A TLDR of my *admittedly heavily biased* mental model (so take it with a grain of salt): personas do improve task alignment and precision to measurable effect but with observed negative impact to accuracy and knowledge grounding. Overall, this makes it quite suitable and preferred for code generation scenarios. (Don't over-index on 'accuracy' here as meaning "bad code", it's more about verbosity/jargon reducing clarity of higher order goals like business objectives and system architecture.)

Outside of code generation, personas have the interesting effect of increasing implicit biases and stereotypes. It's not hard to imagine something like "you are a left|right wing politician ..." or "you are a senior-citizen|teenager ..." influencing token space construction considerably.

From what I've heard, personas give a greater chance that the LLM will answer confidently.. and also a greater chance it'll hallucinate something when the data is sparse. Supposedly "grounding" the personas on real documents/web searches is the best approach. Anecdotal though.

The reason it seems suspicious is that it's phrased in a way that's oriented towards humans. I haven't tested this, but I suspect you'd get similar results if you said something like "orient your response to that of a growth hacker." Either one is likely to have the desired effect on the stochastic result.

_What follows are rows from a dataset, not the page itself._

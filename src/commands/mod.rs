//! Command implementations

pub mod clues;
pub mod numbers;
pub mod singles;

pub use clues::{ClueSession, run_clues};
pub use numbers::{NumbersConfig, parse_numbers, parse_target, run_numbers, solve_puzzle};
pub use singles::{BestSingle, Single, best_single, singles, singleton_count};
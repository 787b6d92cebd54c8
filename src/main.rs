//! Puzzle Helpers - CLI
//!
//! Numbers-game solver and word-game clue filter.

use anyhow::{Context, Result, bail};
use clap::{Parser, Subcommand};
use puzzle_helpers::{
    commands::{
        ClueSession, NumbersConfig, best_single, run_clues, run_numbers, singles, solve_puzzle,
    },
    core::Word,
    logging,
    output::{
        print_answer, print_best_single, print_candidates, print_clue, print_guess, print_singles,
    },
    reach::{EngineConfig, Forwarding},
    wordlists::loader::Wordlist,
};
use std::io;
use tracing::debug;

#[derive(Parser)]
#[command(
    name = "puzzle_helpers",
    about = "Numbers-game solver and word-game clue filter",
    version,
    author
)]
struct Cli {
    #[command(subcommand)]
    command: Option<Commands>,

    /// Wordlist: 'embedded' (default) or path to a file with one word per line
    #[arg(short = 'w', long, global = true, default_value = "embedded")]
    wordlist: String,

    /// Raise log verbosity (-v info, -vv debug, -vvv trace); RUST_LOG wins if set
    #[arg(short, long, global = true, action = clap::ArgAction::Count)]
    verbose: u8,

    /// Largest count of source numbers the search accepts
    #[arg(long, global = true, default_value_t = EngineConfig::DEFAULT_MAX_NUMBERS)]
    max_numbers: usize,

    /// Combine every witness pair instead of only the cheapest (slow, at most 5 numbers)
    #[arg(long, global = true)]
    exhaustive: bool,
}

#[derive(Subcommand)]
enum Commands {
    /// Reach a target from the given numbers (default, interactive without --target)
    Numbers {
        /// Solve once for this target instead of prompting
        #[arg(short, long, allow_negative_numbers = true)]
        target: Option<i64>,

        /// Source numbers for a one-shot solve
        #[arg(allow_negative_numbers = true)]
        numbers: Vec<i64>,

        /// Also show the answer in infix form
        #[arg(long)]
        infix: bool,
    },

    /// Filter the dictionary by clues (interactive without arguments)
    Clues {
        /// Clues in 'LLLLL CCCCC' form, e.g. "crane BGYBB"
        clues: Vec<String>,
    },

    /// List feedback patterns of a guess that only one word produces
    Singles {
        /// The guess to analyze
        guess: String,
    },

    /// Find the guesses that isolate the most words
    BestSingle,
}

fn main() -> Result<()> {
    let cli = Cli::parse();

    logging::init(cli.verbose)?;

    let forwarding = if cli.exhaustive {
        Forwarding::Exhaustive
    } else {
        Forwarding::Cheapest
    };
    let engine = EngineConfig::new(cli.max_numbers, forwarding);

    let command = cli.command.unwrap_or(Commands::Numbers {
        target: None,
        numbers: Vec::new(),
        infix: false,
    });

    match command {
        Commands::Numbers {
            target,
            numbers,
            infix,
        } => {
            let config = NumbersConfig {
                engine,
                show_infix: infix,
            };
            run_numbers_command(target, &numbers, &config)
        }
        Commands::Clues { clues } => {
            let dictionary = load_dictionary(&cli.wordlist)?;
            run_clues_command(&clues, &dictionary, cli.verbose > 0)
        }
        Commands::Singles { guess } => {
            let dictionary = load_dictionary(&cli.wordlist)?;
            run_singles_command(&guess, &dictionary)
        }
        Commands::BestSingle => {
            let dictionary = load_dictionary(&cli.wordlist)?;
            print_best_single(&best_single(&dictionary, true));
            Ok(())
        }
    }
}

fn load_dictionary(arg: &str) -> Result<Vec<Word>> {
    let source = Wordlist::from_arg(arg);
    let words = source
        .load()
        .with_context(|| format!("failed to load wordlist '{arg}'"))?;
    if words.is_empty() {
        bail!("wordlist '{arg}' contains no valid words");
    }
    Ok(words)
}

fn run_numbers_command(target: Option<i64>, numbers: &[i64], config: &NumbersConfig) -> Result<()> {
    match (target, numbers.is_empty()) {
        (None, true) => {
            let stdin = io::stdin();
            run_numbers(stdin.lock(), io::stdout(), config)?;
            Ok(())
        }
        (Some(target), false) => {
            let witness = solve_puzzle(target, numbers, config)?;
            print_answer(&witness, config.show_infix);
            Ok(())
        }
        (Some(_), true) => bail!("--target needs at least one source number"),
        (None, false) => bail!("source numbers given without --target"),
    }
}

fn run_clues_command(clues: &[String], dictionary: &[Word], verbose: bool) -> Result<()> {
    if clues.is_empty() {
        let stdin = io::stdin();
        run_clues(dictionary, stdin.lock(), io::stdout())?;
        return Ok(());
    }

    let mut session = ClueSession::new(dictionary);
    for line in clues {
        let (guess, feedback) = session
            .add(line)
            .with_context(|| format!("rejected clue '{line}'"))?;
        debug!(%guess, %feedback, "clue merged");
        print_guess(&guess, feedback);
    }
    if verbose {
        print_clue(session.clue());
    }
    print_candidates(&session.candidates());
    Ok(())
}

fn run_singles_command(guess: &str, dictionary: &[Word]) -> Result<()> {
    let guess = Word::new(guess)?;
    let found = singles(&guess, dictionary);
    print_singles(&guess, &found);
    Ok(())
}
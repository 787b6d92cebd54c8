//! Numbers-game reachability search
//!
//! Finds every integer reachable from a multiset of source numbers under
//! `+ - * /` (exact division only, no negative differences), each with the
//! postfix expressions that produce it.

mod engine;
mod error;
mod subset;

pub use engine::{
    EXHAUSTIVE_MAX_NUMBERS, Engine, EngineConfig, Forwarding, HARD_MAX_NUMBERS, ResultMap,
    best_witness, find, solve,
};
pub use error::SolveError;
pub use subset::{Splits, Subset};
//! Embedded dictionary
//!
//! Word list compiled into the binary at build time.

// Include generated word list from build script
include!(concat!(env!("OUT_DIR"), "/dictionary.rs"));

At least in the beginning of spicy autocomplete, this sort of role-play did work pretty dramatically at aligning a conversation to a task, though I don't think anyone ever tested it versus somewhat less cringe priming.

After that, cargo cults do what they do best.

  • > though I don't think anyone ever tested it versus somewhat less cringe priming.

    I really wonder if phrasing it differently would make a difference. In good faith conversations, it just doesn't happen that someone tells someone else who that person is.